As the coming winter months collide with contentious climate change debates, it is more than likely that on bitter cold days, you will hear the one-liner, “So much for global warming!” However, anyone aware of the science of climate change understands the difference between one cold day in one spot of the globe and the worldwide warming trend that has been occurring over the last two decades. Scientists refer to short-term local phenomena as “weather,” and long-term global patterns as “climate.”
One does not predict a baseball team’s postseason prospects based on the results of one game or a president’s approval rating by polling a single town. Likewise, the statistics modelers apply in climate models are taken from extensive time series of average temperatures collected from around the world. In the process, outliers exhibited as weather extremities get averaged out.

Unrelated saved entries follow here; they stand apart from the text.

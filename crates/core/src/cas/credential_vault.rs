//! At-rest encryption for CAS document passwords.

use aes::Aes256;
use cbc::cipher::{block_padding::Pkcs7, BlockDecryptMut, BlockEncryptMut, KeyIvInit};
use rand::{rngs::OsRng, RngCore};

use super::cas_model::EncryptedSecret;
use crate::constants::{DECRYPTION_FAILED_MESSAGE, VAULT_IV_LEN, VAULT_KEY_LEN};
use crate::errors::{Error, Result};

type Aes256CbcEnc = cbc::Encryptor<Aes256>;
type Aes256CbcDec = cbc::Decryptor<Aes256>;

/// Encrypts and decrypts CAS passwords with AES-256-CBC.
///
/// There is no authentication tag: a wrong key is only noticed when the
/// padding or UTF-8 check fails after decryption.
pub struct CredentialVault {
    key: Option<[u8; VAULT_KEY_LEN]>,
}

impl std::fmt::Debug for CredentialVault {
    fn fmt(&self, f: &mut std::fmt::Formatter<'_>) -> std::fmt::Result {
        f.debug_struct("CredentialVault")
            .field("configured", &self.key.is_some())
            .finish()
    }
}

impl CredentialVault {
    /// Builds a vault from the configured key. A missing or blank key is not
    /// an error here; it surfaces as `Error::Config` on first use.
    pub fn new(encryption_key: Option<&str>) -> Self {
        let key = encryption_key
            .map(str::trim)
            .filter(|value| !value.is_empty())
            .map(derive_key);
        Self { key }
    }

    pub fn is_configured(&self) -> bool {
        self.key.is_some()
    }

    pub fn encrypt(&self, plaintext: &str) -> Result<EncryptedSecret> {
        let key = self.key()?;
        let mut iv = [0u8; VAULT_IV_LEN];
        OsRng.fill_bytes(&mut iv);

        let cipher = Aes256CbcEnc::new_from_slices(key, &iv)
            .map_err(|e| Error::Config(format!("Invalid CAS encryption key: {e}")))?;
        let ciphertext = cipher.encrypt_padded_vec_mut::<Pkcs7>(plaintext.as_bytes());

        Ok(EncryptedSecret {
            ciphertext_hex: hex::encode(ciphertext),
            iv_hex: hex::encode(iv),
        })
    }

    pub fn decrypt(&self, secret: &EncryptedSecret) -> Result<String> {
        let key = self.key()?;
        let ciphertext = hex::decode(&secret.ciphertext_hex).map_err(|_| decryption_error())?;
        let iv = hex::decode(&secret.iv_hex).map_err(|_| decryption_error())?;

        let cipher = Aes256CbcDec::new_from_slices(key, &iv).map_err(|_| decryption_error())?;
        let plaintext = cipher
            .decrypt_padded_vec_mut::<Pkcs7>(&ciphertext)
            .map_err(|_| decryption_error())?;

        String::from_utf8(plaintext).map_err(|_| decryption_error())
    }

    fn key(&self) -> Result<&[u8; VAULT_KEY_LEN]> {
        self.key.as_ref().ok_or_else(|| {
            Error::Config("ADV_CAS_ENCRYPTION_KEY must be set to store CAS passwords".to_string())
        })
    }
}

fn decryption_error() -> Error {
    Error::Decryption(DECRYPTION_FAILED_MESSAGE.to_string())
}

/// A 64-character hex string is decoded; anything else is taken as raw bytes,
/// zero-padded or truncated to the key length.
fn derive_key(raw: &str) -> [u8; VAULT_KEY_LEN] {
    let mut key = [0u8; VAULT_KEY_LEN];
    if raw.len() == VAULT_KEY_LEN * 2 {
        if let Ok(decoded) = hex::decode(raw) {
            key.copy_from_slice(&decoded);
            return key;
        }
    }
    let bytes = raw.as_bytes();
    let len = bytes.len().min(VAULT_KEY_LEN);
    key[..len].copy_from_slice(&bytes[..len]);
    key
}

Anyone who doubts the globe is warming needs to take an objective look at the facts. Global temperatures have been directly measured since 1880, and the 10 warmest years since then have all occurred since 1997. Satellite images of the North Pole show that summer sea ice in the Arctic Ocean has shrunk 40 percent in the last 30 years, and the ocean will be completely ice-free in summer by 2030. And what about the cold Iowa summer we just experienced? If you check the NASA database, you will find that globally the summer of 2009 matched 2005 as the warmest summer ever recorded.
Making generalizations about overall climate trends from one cold winter morning in Iowa would be laughable were climate change not such a serious and threatening issue. We hope that people will research current climate trends and speak up and challenge ill-informed, ignorant remarks that try to diminish its seriousness.